→ Exercise description
Show every line in the entries below where the word "ChartError" appears.

[Recorded data]
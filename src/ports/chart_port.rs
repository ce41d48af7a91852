//! Rendering surface and client-side data ports used by the chart controller.
//!
//! Everything here runs on one event-loop thread, so none of these traits
//! require `Send`.

use crate::domain::bar::Bar;
use crate::domain::context::PanelRequest;
use crate::domain::error::ChartError;
use crate::domain::segment::MarketSegment;
use async_trait::async_trait;
use chrono::NaiveDate;

#[derive(Debug, Clone, Copy, PartialEq, Eq, Hash)]
pub struct ContainerId(pub u64);

#[derive(Debug, Clone, Copy, PartialEq, Eq)]
pub struct Size {
    pub width: u32,
    pub height: u32,
}

#[derive(Debug, Clone, Copy, PartialEq, Eq, Hash)]
pub struct SeriesHandle(pub u32);

#[derive(Debug, Clone, Copy, PartialEq, Eq, Hash)]
pub struct ObserverId(pub u64);

#[derive(Debug, Clone, PartialEq)]
pub struct CandlePoint {
    pub time: NaiveDate,
    pub open: f64,
    pub high: f64,
    pub low: f64,
    pub close: f64,
}

#[derive(Debug, Clone, PartialEq)]
pub struct VolumePoint {
    pub time: NaiveDate,
    pub value: f64,
    pub up: bool,
}

/// Lazily loaded renderer.
#[async_trait(?Send)]
pub trait ChartBackend {
    async fn load_module(&self) -> Result<Box<dyn ChartModule>, ChartError>;
}

pub trait ChartModule {
    fn create_surface(
        &self,
        container: ContainerId,
        size: Size,
    ) -> Result<Box<dyn ChartSurface>, ChartError>;
}

pub trait ChartSurface {
    fn add_price_series(&mut self) -> Result<SeriesHandle, ChartError>;
    fn add_volume_series(&mut self) -> Result<SeriesHandle, ChartError>;

    /// May fail with [`ChartError::SeriesNotAttached`] while the renderer is
    /// still wiring the series up; callers retry.
    fn set_price_data(
        &mut self,
        series: SeriesHandle,
        points: &[CandlePoint],
    ) -> Result<(), ChartError>;
    fn set_volume_data(
        &mut self,
        series: SeriesHandle,
        points: &[VolumePoint],
    ) -> Result<(), ChartError>;

    fn fit_content(&mut self);
    fn resize(&mut self, size: Size);
    fn dispose(self: Box<Self>);
}

pub type ResizeCallback = Box<dyn Fn(Size)>;

/// The presentation layer's view of rendering containers.
pub trait ContainerHost {
    fn measure(&self, container: ContainerId) -> Size;
    /// The callback receives the container's new measured size.
    fn observe_resize(&self, container: ContainerId, callback: ResizeCallback) -> ObserverId;
    fn unobserve(&self, observer: ObserverId);
}

/// Where the chart controller gets its bars from.
#[async_trait(?Send)]
pub trait BarSource {
    async fn fetch_bars(&self, request: &PanelRequest) -> Result<Vec<Bar>, ChartError>;

    async fn instrument_name(
        &self,
        instrument: &str,
        segment: MarketSegment,
    ) -> Result<Option<String>, ChartError>;
}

→ Exercise solution
use crate::domain::error::ChartError;
    async fn load_module(&self) -> Result<Box<dyn ChartModule>, ChartError>;
    ) -> Result<Box<dyn ChartSurface>, ChartError>;
    fn add_price_series(&mut self) -> Result<SeriesHandle, ChartError>;
    fn add_volume_series(&mut self) -> Result<SeriesHandle, ChartError>;
    /// May fail with [`ChartError::SeriesNotAttached`] while the renderer is
    ) -> Result<(), ChartError>;
    ) -> Result<(), ChartError>;
    async fn fetch_bars(&self, request: &PanelRequest) -> Result<Vec<Bar>, ChartError>;
    ) -> Result<Option<String>, ChartError>;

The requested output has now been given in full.